Biophysical Imaging

Fluorescence correlation spectroscopy (FCS) is a powerful tool to study molecular diffusion. However, the spatial resolution of FCS experiments is restrained by the diffraction limit and many diffusion processes happening at the nanoscale cannot be resolved by conventional FCS. To overcome this limitation, FCS can be used together with stimulated emission depletion (STED) microscopy, and this STED-FCS approach has already found multiple applications, particularly when studying the cellular plasma membrane. STEDFCS has however rarely been used to study 3-dimensional diffusion, mainly because with the most widely used STED depletion pattern, a ring-shaped focus (“doughnut”, 2D STED), the non-depleted out-of-focus volumes contribute to high background noise and deteriorate the effective spatial resolution.

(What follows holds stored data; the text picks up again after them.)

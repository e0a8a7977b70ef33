pub mod commands;
pub mod input;
pub mod util;
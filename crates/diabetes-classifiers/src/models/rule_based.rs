//! Deterministic scorer built from clinical risk thresholds.
//!
//! Works on raw clinical units, so its pipeline uses an identity scaler.
//! Nothing is learned: `fit` only checks the input shape.
use serde::{Deserialize, Serialize};

use crate::data_handling::N_FEATURES;
use crate::error::{PipelineError, Result};
use crate::math::Array2;
use crate::models::classifier_trait::ClassifierModel;

const PREGNANCIES: usize = 0;
const GLUCOSE: usize = 1;
const BLOOD_PRESSURE: usize = 2;
const SKIN_THICKNESS: usize = 3;
const INSULIN: usize = 4;
const BMI: usize = 5;
const PEDIGREE: usize = 6;
const AGE: usize = 7;

pub const MIN_PROBABILITY: f64 = 0.05;
pub const MAX_PROBABILITY: f64 = 0.95;

/// Fixed per-feature weights reported as importances.
pub const RULE_WEIGHTS: [f64; N_FEATURES] = [0.05, 0.40, 0.10, 0.03, 0.07, 0.20, 0.05, 0.10];

/// Bands per feature as `(lower bound, contribution)`, highest band first;
/// the first band the value reaches is the one that counts.
const BANDS: [(usize, &[(f64, f64)]); N_FEATURES] = [
    (GLUCOSE, &[(126.0, 0.40), (100.0, 0.20)]),
    (BMI, &[(30.0, 0.25), (25.0, 0.15)]),
    (AGE, &[(45.0, 0.15), (35.0, 0.08)]),
    (BLOOD_PRESSURE, &[(90.0, 0.10), (80.0, 0.05)]),
    (PEDIGREE, &[(0.5, 0.05), (0.3, 0.025)]),
    (INSULIN, &[(200.0, 0.02)]),
    (PREGNANCIES, &[(4.0, 0.015)]),
    (SKIN_THICKNESS, &[(35.0, 0.015)]),
];

/// Glucose below this is scored as hypoglycemic.
const HYPOGLYCEMIA_BELOW: f64 = 70.0;
const HYPOGLYCEMIA_WEIGHT: f64 = 0.10;

#[derive(Debug, Clone, Copy, PartialEq, Serialize, Deserialize)]
pub struct RuleBasedClassifier {
    min_probability: f64,
    max_probability: f64,
}

impl Default for RuleBasedClassifier {
    fn default() -> Self {
        Self {
            min_probability: MIN_PROBABILITY,
            max_probability: MAX_PROBABILITY,
        }
    }
}

impl RuleBasedClassifier {
    pub fn new() -> Self {
        Self::default()
    }

    /// Clamped risk probability for one sample in clinical units.
    pub fn score(&self, row: &[f64]) -> f64 {
        let mut prob = 0.0f64;
        for (feature, bands) in BANDS.iter() {
            let value = row[*feature];
            if let Some((_, weight)) = bands.iter().find(|(bound, _)| value >= *bound) {
                prob += *weight;
            } else if *feature == GLUCOSE && value < HYPOGLYCEMIA_BELOW {
                prob += HYPOGLYCEMIA_WEIGHT;
            }
        }
        prob.clamp(self.min_probability, self.max_probability)
    }

    /// Check clamp bounds of a scorer read back from disk.
    pub fn validate(&self) -> std::result::Result<(), String> {
        let (lo, hi) = (self.min_probability, self.max_probability);
        if !(0.0..=1.0).contains(&lo) || !(0.0..=1.0).contains(&hi) || lo > hi {
            return Err(format!("invalid probability bounds [{}, {}]", lo, hi));
        }
        Ok(())
    }

    fn check_width(x: &Array2<f64>) -> Result<()> {
        if x.ncols() != N_FEATURES {
            return Err(PipelineError::InvalidFeature(format!(
                "expected {} features, got {}",
                N_FEATURES,
                x.ncols()
            )));
        }
        Ok(())
    }
}

impl ClassifierModel for RuleBasedClassifier {
    fn fit(&mut self, x: &Array2<f64>, y: &[u8]) -> Result<()> {
        Self::check_width(x)?;
        if x.nrows() != y.len() {
            return Err(PipelineError::Training(format!(
                "feature rows ({}) and labels ({}) differ in length",
                x.nrows(),
                y.len()
            )));
        }
        log::debug!("Rule-based scorer has fixed weights; nothing to fit");
        Ok(())
    }

    fn predict_proba(&self, x: &Array2<f64>) -> Result<Vec<f64>> {
        Self::check_width(x)?;
        Ok(x.rows().map(|row| self.score(row)).collect())
    }

    fn feature_importances(&self) -> Result<Vec<f64>> {
        Ok(RULE_WEIGHTS.to_vec())
    }

    fn requires_standardized_input(&self) -> bool {
        false
    }

    fn name(&self) -> &str {
        "rule_based"
    }
}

A solution to this problem consists in using a bottle-shaped pattern as the depletion beam (3D STED); but this pattern suffers from an exacerbated sensitivity to optical aberrations. We present here an adaptive optics method that corrects aberrations affecting 3D STED-FCS experiments. Using a spatial light modulator (SLM) as a wavefront shaping device in the depletion path of a STED microscope, we corrected aberrations affecting STED-FCS measurements in the cytoplasm of living cells, leading to increased resolution, improved signal quality, and larger accessible depth range for measurements.